Authors James A. Michener, Ridley Pearson, David Morrell, and Steve Berry exemplify the serious kind of research that elevates their stories to the bestseller category. Michener’s tome Hawaii presents the geologic formation of the islands to establish the setting for readers. Pearson’s research in his crime stories is revered by detectives for thoroughness. Morrell spent 35 days carrying a 60-lb. backpack through the Wind River Mountains in Wyoming with the National Outdoor Wilderness School to research is book Testament.

Here’s my process.

SETTING

Where does the story happen? For North of the Killing Hand, I drew on travel experience in Mexico, Costa Rica, Panama, Ecuador, and Columbia for the scenes in the Amazon. The photos taken in these remote places reminded me of the density and types of foliage. Journals reminded me of the smells, sounds, oppressive dampness, and dangers.

Beyond personal experience there comes online research and trips to the library for demographics. How many people live there and who are they? What languages do they speak? How do they travel? How do they communicate? What cultural differences stand out? Crime? Education? How do people make a living in the Amazon? What are their religious and ethical beliefs?

jungle in fog

For West of Famous, which debuts February 17, 2019, I spent a week on a trawler because a huge portion of the story takes place on such a boat. All the library research in the world cannot capture the smell of diesel, the constant motion of the boat, the sounds of the engines, or how to find compartments large enough to stuff a body. The boat owners, Paul and Caryn Frink, went above and beyond in helping me.
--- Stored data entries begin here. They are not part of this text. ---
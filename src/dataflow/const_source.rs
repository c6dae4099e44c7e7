use anyhow::Result;

use crate::dataflow::interpreter::{BasicInterpreter, BasicValue, Interpreter, Value};
use crate::descriptor::FieldType;
use crate::expr::int_constant;
use crate::ir::{Insn, InsnId};

/// Where a value came from, as far as argument removal cares.
#[derive(Clone, Copy, Debug, PartialEq, Eq)]
pub(crate) enum SourceValue {
    Unknown(BasicValue),
    /// Pushed by exactly one `int` constant instruction.
    Single { basic: BasicValue, source: InsnId },
    /// Flows from a method parameter (or the receiver).
    Arg(BasicValue),
}

impl SourceValue {
    pub(crate) fn basic(&self) -> BasicValue {
        match self {
            SourceValue::Unknown(basic)
            | SourceValue::Single { basic, .. }
            | SourceValue::Arg(basic) => *basic,
        }
    }

    pub(crate) fn source(&self) -> Option<InsnId> {
        match self {
            SourceValue::Single { source, .. } => Some(*source),
            _ => None,
        }
    }

    pub(crate) fn is_arg(&self) -> bool {
        matches!(self, SourceValue::Arg(_))
    }
}

impl Value for SourceValue {
    fn size(&self) -> usize {
        self.basic().size()
    }
}

/// Tracks single constant producers and parameter flow. Arithmetic of any kind
/// loses the source.
#[derive(Clone, Copy, Debug, Default)]
pub(crate) struct ConstSourceInterpreter;

impl Interpreter for ConstSourceInterpreter {
    type Value = SourceValue;

    fn new_value(&self, field_type: Option<&FieldType>) -> SourceValue {
        SourceValue::Unknown(BasicInterpreter.new_value(field_type))
    }

    fn new_parameter_value(
        &self,
        _is_instance: bool,
        _local: usize,
        field_type: &FieldType,
    ) -> SourceValue {
        SourceValue::Arg(BasicValue::of(field_type))
    }

    fn new_operation(&self, id: InsnId, insn: &Insn) -> Result<SourceValue> {
        let basic = BasicInterpreter.new_operation(id, insn)?;
        Ok(match int_constant(insn) {
            Some(_) => SourceValue::Single { basic, source: id },
            None => SourceValue::Unknown(basic),
        })
    }

    fn copy_operation(&self, id: InsnId, insn: &Insn, value: &SourceValue) -> Result<SourceValue> {
        let basic = BasicInterpreter.copy_operation(id, insn, &value.basic())?;
        Ok(SourceValue::Unknown(basic))
    }

    fn unary_operation(
        &self,
        id: InsnId,
        insn: &Insn,
        value: &SourceValue,
    ) -> Result<Option<SourceValue>> {
        Ok(BasicInterpreter
            .unary_operation(id, insn, &value.basic())?
            .map(SourceValue::Unknown))
    }

    fn binary_operation(
        &self,
        id: InsnId,
        insn: &Insn,
        value1: &SourceValue,
        value2: &SourceValue,
    ) -> Result<Option<SourceValue>> {
        Ok(BasicInterpreter
            .binary_operation(id, insn, &value1.basic(), &value2.basic())?
            .map(SourceValue::Unknown))
    }

    fn ternary_operation(
        &self,
        _id: InsnId,
        _insn: &Insn,
        _values: [&SourceValue; 3],
    ) -> Result<Option<SourceValue>> {
        Ok(None)
    }

    fn nary_operation(
        &self,
        id: InsnId,
        insn: &Insn,
        values: &[SourceValue],
    ) -> Result<Option<SourceValue>> {
        let basics: Vec<BasicValue> = values.iter().map(SourceValue::basic).collect();
        Ok(BasicInterpreter
            .nary_operation(id, insn, &basics)?
            .map(SourceValue::Unknown))
    }

    fn merge(&self, value1: &SourceValue, value2: &SourceValue) -> SourceValue {
        let basic = BasicInterpreter.merge(&value1.basic(), &value2.basic());
        if value1.is_arg() || value2.is_arg() {
            SourceValue::Arg(basic)
        } else if value1 == value2 {
            *value1
        } else {
            SourceValue::Unknown(basic)
        }
    }
}

#[cfg(test)]
mod tests {
    use super::*;
    use crate::dataflow::analyzer::analyze;
    use crate::ir::{AccessFlags, InsnList, Method};
    use crate::opcodes::*;

    fn method(descriptor: &str, access: AccessFlags, max_locals: u16, list: InsnList) -> Method {
        Method {
            name: "m".to_string(),
            descriptor: descriptor.to_string(),
            access,
            max_locals,
            instructions: list,
            try_catch_blocks: Vec::new(),
        }
    }

    #[test]
    fn constants_are_single_sources_until_copied() {
        let mut list = InsnList::new();
        let constant = list.push(Insn::Simple(ICONST_3));
        list.push(Insn::Var {
            opcode: ISTORE,
            var: 0,
        });
        list.push(Insn::Var {
            opcode: ILOAD,
            var: 0,
        });
        list.push(Insn::Simple(IRETURN));
        let method = method("()I", AccessFlags::STATIC, 1, list);
        let analysis = analyze("A", &method, &ConstSourceInterpreter).expect("analyze");
        let before_store = analysis.frame(1).expect("frame");
        assert_eq!(before_store.peek(0).and_then(SourceValue::source), Some(constant));
        let before_return = analysis.frame(3).expect("frame");
        assert_eq!(
            before_return.peek(0),
            Some(&SourceValue::Unknown(BasicValue::Int))
        );
    }

    #[test]
    fn parameters_and_receiver_are_args() {
        let mut list = InsnList::new();
        list.push(Insn::Simple(RETURN));
        let method = method("(I)V", AccessFlags::empty(), 2, list);
        let analysis = analyze("A", &method, &ConstSourceInterpreter).expect("analyze");
        let frame = analysis.frame(0).expect("frame");
        assert_eq!(frame.local(0), Some(&SourceValue::Arg(BasicValue::Reference)));
        assert_eq!(frame.local(1), Some(&SourceValue::Arg(BasicValue::Int)));
    }

    #[test]
    fn arg_absorbs_on_merge() {
        let interpreter = ConstSourceInterpreter;
        let mut list = InsnList::new();
        let single = SourceValue::Single {
            basic: BasicValue::Int,
            source: list.push(Insn::Simple(ICONST_0)),
        };
        let arg = SourceValue::Arg(BasicValue::Int);
        assert_eq!(interpreter.merge(&single, &arg), arg);
        assert_eq!(interpreter.merge(&arg, &single), arg);
        assert_eq!(interpreter.merge(&single, &single), single);
        let other = SourceValue::Single {
            basic: BasicValue::Int,
            source: list.push(Insn::Simple(ICONST_1)),
        };
        assert_eq!(
            interpreter.merge(&single, &other),
            SourceValue::Unknown(BasicValue::Int)
        );
    }
}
Seeker Hosts Caryn and Paul Frink

They took me to the oh-so-remote site in the Everglades where part of the story takes place and dropped anchor. They let me ride in the engine compartment while the boat was underway. I had to test if screaming could be heard over the sound of the engine.

Seeker

I took copious notes and photographed everything at various times of day and night to nail the details. Online research cannot compare. Paul, retired navy with a strong engineering background, taught me more about boats and boat engines in a week than I learned from months of other research. Hands-on research beats online research any day! Fun, too! The rocking sensation stopped two days after I returned home.

CHARACTER

For each character, major and minor, I want to know who they are. What makes them behave the way they do? What does the character fear? What does the character want? For minor characters, the basic information reads like a police profile: height, weight, age, gender, race, education, and basic history. For major characters, deeper analysis works.
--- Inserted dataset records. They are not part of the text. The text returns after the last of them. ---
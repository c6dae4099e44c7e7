mod classpath;
mod config;
mod dataflow;
mod descriptor;
mod disjoint_set;
mod error;
mod expr;
mod ir;
mod library;
mod matcher;
mod opcodes;
mod passes;
mod remap;
mod runtime;
mod scan;
mod stack;
mod telemetry;
#[cfg(test)]
mod test_harness;
mod transform;
mod unifier;

use std::fs::File;
use std::io::{self, Write};
use std::path::{Path, PathBuf};
use std::time::Instant;

use anyhow::{Context, Result};
use clap::Parser;
use opentelemetry::KeyValue;
use serde::Serialize;
use tracing::info;

use crate::classpath::ClassPath;
use crate::config::Profile;
use crate::passes::enabled_passes;
use crate::remap::{NameTable, SuspiciousMapping, TypedRemapper, verify};
use crate::runtime::RuntimeProvider;
use crate::scan::{load_inputs, load_library};
use crate::telemetry::{Telemetry, init_logging, with_span};
use crate::transform::{TransformStats, run_all};
use crate::unifier::{unify_fields, unify_methods};

/// CLI arguments for jdeob execution.
#[derive(Parser, Debug)]
#[command(
    name = "jdeob",
    about = "Deobfuscates JVM class files and JAR files and derives a type-aware rename table.",
    version
)]
struct Cli {
    /// Class file, class directory or jar to transform. Each one is a library.
    #[arg(long, value_name = "PATH", required = true)]
    input: Vec<PathBuf>,
    /// Read-only library the inputs link against.
    #[arg(long, value_name = "PATH")]
    dependency: Vec<PathBuf>,
    /// Runtime classes layered over the built-in platform table.
    #[arg(long, value_name = "PATH")]
    runtime: Option<PathBuf>,
    /// JSON deobfuscation profile.
    #[arg(long, value_name = "PATH")]
    profile: Option<PathBuf>,
    #[arg(long, value_name = "PATH")]
    output: Option<PathBuf>,
    #[arg(long)]
    quiet: bool,
    #[arg(long)]
    timing: bool,
    /// OTLP/HTTP endpoint for trace export.
    #[arg(long, value_name = "URL")]
    otel: Option<String>,
}

fn main() -> Result<()> {
    let cli = Cli::parse();
    if !cli.quiet {
        init_logging();
    }
    let telemetry = cli
        .otel
        .as_ref()
        .map(|endpoint| Telemetry::new(endpoint))
        .transpose()?;
    let result = run(&cli, telemetry.as_ref());
    if let Some(telemetry) = &telemetry {
        telemetry.shutdown()?;
    }
    result
}

fn run(cli: &Cli, telemetry: Option<&Telemetry>) -> Result<()> {
    for input in &cli.input {
        if !input.exists() {
            anyhow::bail!("input not found: {}", input.display());
        }
    }
    for entry in &cli.dependency {
        if !entry.exists() {
            anyhow::bail!("dependency not found: {}", entry.display());
        }
    }
    let profile = match &cli.profile {
        Some(path) => Profile::load(path)?,
        None => Profile::default(),
    };

    let started_at = Instant::now();
    let report = with_span(telemetry, "jdeob.run", &[], || {
        deobfuscate(
            &cli.input,
            &cli.dependency,
            cli.runtime.as_deref(),
            &profile,
            telemetry,
        )
    })?;

    let mut writer = output_writer(cli.output.as_deref())?;
    serde_json::to_writer_pretty(&mut writer, &report).context("failed to serialize report")?;
    writer.write_all(b"\n").context("failed to write report")?;

    if cli.timing && !cli.quiet {
        eprintln!(
            "timing: total_ms={} load_ms={} classes={} renamed_classes={}",
            started_at.elapsed().as_millis(),
            report.load_ms,
            report.class_count,
            report.names.classes.len()
        );
    }

    Ok(())
}

fn output_writer(output: Option<&Path>) -> Result<Box<dyn Write>> {
    match output {
        Some(path) if path == Path::new("-") => Ok(Box::new(io::stdout())),
        Some(path) => Ok(Box::new(
            File::create(path).with_context(|| format!("failed to open {}", path.display()))?,
        )),
        None => Ok(Box::new(io::stdout())),
    }
}

/// Everything a run produces.
#[derive(Debug, Serialize)]
struct Report {
    class_count: usize,
    #[serde(skip)]
    load_ms: u128,
    passes: Vec<TransformStats>,
    names: NameTable,
    warnings: Vec<SuspiciousMapping>,
}

/// Load, run the enabled passes to their fixed points, then name what is left.
fn deobfuscate(
    inputs: &[PathBuf],
    dependencies: &[PathBuf],
    runtime: Option<&Path>,
    profile: &Profile,
    telemetry: Option<&Telemetry>,
) -> Result<Report> {
    let load_started_at = Instant::now();
    let loaded = with_span(telemetry, "phase:load", &[], || {
        load_inputs(inputs, dependencies, telemetry)
    })?;
    let mut provider = RuntimeProvider::builtin();
    if let Some(path) = runtime {
        let library = load_library(path, telemetry)
            .with_context(|| format!("failed to load runtime {}", path.display()))?;
        provider = provider.with_library(&library);
    }
    let class_count: usize = loaded.libraries.iter().map(|library| library.len()).sum();
    let mut classpath = ClassPath::new(provider, loaded.dependencies, loaded.libraries)?;
    let resolved = classpath.warm_cache()?;
    let load_ms = load_started_at.elapsed().as_millis();
    info!("Loaded {class_count} classes ({resolved} resolved with supertypes)");

    let mut passes = enabled_passes(profile);
    let stats = run_all(&mut passes, &mut classpath, telemetry)?;

    let attributes = [KeyValue::new("jdeob.class_count", class_count as i64)];
    let names = with_span(telemetry, "phase:remap", &attributes, || -> Result<NameTable> {
        let fields = unify_fields(&classpath, &profile.excluded_fields)?;
        let methods = unify_methods(&classpath, &profile.excluded_methods)?;
        TypedRemapper::build(&classpath, &fields, &methods, profile)
    })?;
    info!(
        "Mapped {} classes, {} fields and {} methods",
        names.classes.len(),
        names.fields.len(),
        names.methods.len()
    );
    let warnings = verify(&names, profile.max_obfuscated_name_len);

    Ok(Report {
        class_count,
        load_ms,
        passes: stats,
        names,
        warnings,
    })
}
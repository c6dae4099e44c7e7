use std::collections::BTreeMap;

use crate::ir::Class;

/// Named collection of classes, iterated in name order.
#[derive(Clone, Debug, Default)]
pub(crate) struct Library {
    pub(crate) name: String,
    classes: BTreeMap<String, Class>,
}

impl Library {
    pub(crate) fn new(name: &str) -> Self {
        Self {
            name: name.to_string(),
            classes: BTreeMap::new(),
        }
    }

    /// Insert `class`, returning the class it replaced.
    pub(crate) fn add(&mut self, class: Class) -> Option<Class> {
        self.classes.insert(class.name.clone(), class)
    }

    pub(crate) fn remove(&mut self, name: &str) -> Option<Class> {
        self.classes.remove(name)
    }

    pub(crate) fn get(&self, name: &str) -> Option<&Class> {
        self.classes.get(name)
    }

    pub(crate) fn get_mut(&mut self, name: &str) -> Option<&mut Class> {
        self.classes.get_mut(name)
    }

    pub(crate) fn contains(&self, name: &str) -> bool {
        self.classes.contains_key(name)
    }

    pub(crate) fn iter(&self) -> impl Iterator<Item = &Class> {
        self.classes.values()
    }

    pub(crate) fn names(&self) -> Vec<String> {
        self.classes.keys().cloned().collect()
    }

    pub(crate) fn len(&self) -> usize {
        self.classes.len()
    }
}

impl FromIterator<Class> for Library {
    fn from_iter<T: IntoIterator<Item = Class>>(iter: T) -> Self {
        let mut library = Library::default();
        for class in iter {
            library.add(class);
        }
        library
    }
}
In South of Justice, the main character Dr. Terri Pinehurst-Clayton is a veterinarian. What does it take to become a veterinarian? The info uncovered during research appeared in the book, especially the items that grabbed my attention. Did you know it is tougher to enter veterinarian school than medical school? That tidbit of info led me to find out why. The answer found its way into the book because inquiring minds want to know. At one point in the story, Terri bolsters her courage by reminding herself that she graduated at the top of her class because of her intellectual tenacity. She then decides to begin her own investigation into her husband’s past.

Understanding the strengths and weaknesses of the main characters empowers the author to leverage these traits in the story. I have interviewed experts to gain insight into the how and why of their work.
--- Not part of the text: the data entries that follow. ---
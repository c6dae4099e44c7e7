//! Instruction classification and expression-level edits.

use anyhow::{Context, Result};

use crate::descriptor::MethodType;
use crate::ir::{Constant, Insn, InsnId, InsnList};
use crate::opcodes::*;
use crate::stack::stack_metadata;

/// Controls which instructions count as free of side effects.
#[derive(Clone, Copy, Debug, PartialEq, Eq)]
pub(crate) struct PurityPolicy {
    /// Treat `*div` and `*rem` as pure even though a zero divisor throws.
    pub(crate) division_is_pure: bool,
}

impl Default for PurityPolicy {
    fn default() -> Self {
        Self {
            division_is_pure: true,
        }
    }
}

pub(crate) fn is_pure(insn: &Insn, policy: PurityPolicy) -> bool {
    let Some(opcode) = insn.opcode() else {
        return true;
    };
    match opcode {
        IDIV | LDIV | FDIV | DDIV | IREM | LREM | FREM | DREM => policy.division_is_pure,
        NOP | ACONST_NULL | ICONST_M1..=DCONST_1 | BIPUSH | SIPUSH | LDC => true,
        ILOAD | LLOAD | FLOAD | DLOAD | ALOAD => true,
        POP..=SWAP => true,
        IADD..=DMUL | INEG..=LXOR => true,
        I2L..=DCMPG => true,
        GETSTATIC | NEW | INSTANCEOF => true,
        _ => false,
    }
}

/// Control always reaches the next instruction.
pub(crate) fn is_sequential(insn: &Insn) -> bool {
    match insn {
        Insn::Label(_)
        | Insn::Jump { .. }
        | Insn::TableSwitch { .. }
        | Insn::LookupSwitch { .. } => false,
        other => !matches!(
            other.opcode(),
            Some(IRETURN..=RETURN | RET | ATHROW)
        ),
    }
}

pub(crate) fn int_constant(insn: &Insn) -> Option<i32> {
    match insn {
        Insn::Simple(opcode) if (ICONST_M1..=ICONST_5).contains(opcode) => {
            Some(i32::from(*opcode) - i32::from(ICONST_0))
        }
        Insn::Int { opcode, operand } if *opcode == BIPUSH || *opcode == SIPUSH => {
            Some(*operand)
        }
        Insn::Ldc(Constant::Int(value)) => Some(*value),
        _ => None,
    }
}

/// Shortest instruction pushing `value`.
pub(crate) fn create_int_constant(value: i32) -> Insn {
    if (-1..=5).contains(&value) {
        Insn::Simple((i32::from(ICONST_0) + value) as u8)
    } else if i8::try_from(value).is_ok() {
        Insn::Int {
            opcode: BIPUSH,
            operand: value,
        }
    } else if i16::try_from(value).is_ok() {
        Insn::Int {
            opcode: SIPUSH,
            operand: value,
        }
    } else {
        Insn::Ldc(Constant::Int(value))
    }
}

/// Walk backward from `last` until the instructions seen so far produce
/// `initial_height` slots (or, with zero, exactly consume what `last` pops).
///
/// Returns `None` when the walk hits the list start, a non-sequential
/// instruction, or one rejected by `filter`.
pub(crate) fn get_expression<F>(
    list: &InsnList,
    last: InsnId,
    filter: F,
    initial_height: usize,
) -> Result<Option<Vec<InsnId>>>
where
    F: Fn(&Insn) -> bool,
{
    let mut expression = Vec::new();
    let mut height = initial_height as i64;
    let mut current = last;
    loop {
        let insn = list.get(current).context("expression instruction not in list")?;
        let metadata = stack_metadata(insn)?;
        expression.push(current);
        if current != last || initial_height != 0 {
            height -= metadata.pushes as i64;
        }
        height += metadata.pops as i64;
        if height == 0 {
            expression.reverse();
            return Ok(Some(expression));
        }
        match list.previous(current) {
            Some(previous) => {
                let previous_insn = list
                    .get(previous)
                    .context("expression instruction not in list")?;
                if !is_sequential(previous_insn) || !filter(previous_insn) {
                    return Ok(None);
                }
                current = previous;
            }
            None => return Ok(None),
        }
    }
}

/// The expressions pushing each argument of the invoke `call`, in declaration
/// order. An instance call's receiver is not included.
pub(crate) fn get_argument_expressions<F>(
    list: &InsnList,
    call: InsnId,
    filter: F,
) -> Result<Option<Vec<Vec<InsnId>>>>
where
    F: Fn(&Insn) -> bool,
{
    let descriptor = match list.get(call).context("invoke not in list")? {
        Insn::Method { member, .. } => &member.descriptor,
        Insn::InvokeDynamic { descriptor, .. } => descriptor,
        other => anyhow::bail!("{other:?} is not an invoke"),
    };
    let arguments = MethodType::parse(descriptor)?.arguments;

    let mut expressions = Vec::with_capacity(arguments.len());
    let mut current = call;
    for argument in arguments.iter().rev() {
        let Some(previous) = list.previous(current) else {
            return Ok(None);
        };
        let previous_insn = list.get(previous).context("expression instruction not in list")?;
        if !is_sequential(previous_insn) || !filter(previous_insn) {
            return Ok(None);
        }
        let Some(expression) = get_expression(list, previous, &filter, argument.size())? else {
            return Ok(None);
        };
        current = expression[0];
        expressions.push(expression);
    }
    expressions.reverse();
    Ok(Some(expressions))
}

/// Replace the expression ending at `last` with a single instruction that keeps
/// `last`'s handle.
pub(crate) fn replace_expression<F>(
    list: &mut InsnList,
    last: InsnId,
    replacement: Insn,
    filter: F,
) -> Result<bool>
where
    F: Fn(&Insn) -> bool,
{
    let Some(expression) = get_expression(list, last, filter, 0)? else {
        return Ok(false);
    };
    for id in expression.into_iter().filter(|id| *id != last) {
        list.remove(id);
    }
    list.set(last, replacement);
    Ok(true)
}

pub(crate) fn delete_expression<F>(list: &mut InsnList, last: InsnId, filter: F) -> Result<bool>
where
    F: Fn(&Insn) -> bool,
{
    let Some(expression) = get_expression(list, last, filter, 0)? else {
        return Ok(false);
    };
    for id in expression {
        list.remove(id);
    }
    Ok(true)
}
I suppose such research is similar to method acting. I want to learn so much that I can step inside a character to experience life from a new perspective in a new place under circumstances I pray I never have to experience in real life.

Which authors do you admire for creating stories that make you feel you are there?


This article first appeared on the Not Your Usual Suspects blog October 2, 2017. The president of Americas Great Cruise Loopers Association read my book and loved it. I was invited to their gathering in Norfolk, Virginia to sign books on a boat. I blogged about the Book Signing on a Boat.

Dialogue Workshop Offered Online

We’ve all slogged through novels with boring, predictable, or chit-chat dialogue. In many genres, dialogue makes up half of the novel, so dialogue can make or break your bond with readers. You can learn how to craft purposeful, quotable dialogue, by discovering and applying techniques used by screenwriters and playwrights. The 4-week Crafting Memorable Dialogue Workshop offers ten practical lessons to apply immediately to your work in progress.

The lessons present:
• discovering when and when not to use dialogue
• infusing a scene with the right level of conflict
• employing text and subtext
• creating suspense
• transforming the predictable
• cutting to the chase
• individualizing characters through speech markers
• applying the stimulus/response pattern for clarity
• using three types of tags to show goals, motivations, and conflict
• and formatting and punctuating dialogue properly.

After teaching this popular workshop for ten years, I cut back on how often I offer it because of writing commitments. This will be the only time it’s available this year.

STUDENT TESTIMONIALS:

“The lessons were exactly what I needed to know and I can’t wait to go through my WIP (work in progress) and apply my new knowledge.” Debbie Curtis

“My eyes are well and truly opened now. I shall read and reread your notes on dialogue.” Roseanne Smiles

“I love your teaching style and your charts are particularly helpful for quick reference.” Sharon Lightsey

Registration opens on July 22. The workshop is hosted by Romance Writers of America’s Online Chapter. The fee for non-members is a mere $ 15.

Register through this link: August online workshop on Crafting Memorable Dialogue.

Podcast Interview with Frank Zafiro

Frank Scalise (a.k.a. Frank Zafiro) is a cool guy. In the US Army he served in Military Intelligence. After that he rose through the ranks at the Spokane Police Department as an officer, detective, and retired as a Captain after twenty years. An avid reader, he had written some stories over the years.

Author Frank Scalise (aka Frank Zafiro)

In “retirement” he launched his writing career. With 27 books published and more on the way, he writes non-fiction under his real name. His River City series of police procedurals put him on the literary map. River City is a fictional version of Spokane. His pen name for his multiple crime series is Frank Zafiro. He has been featured as the Amazon’s top author of police procedurals.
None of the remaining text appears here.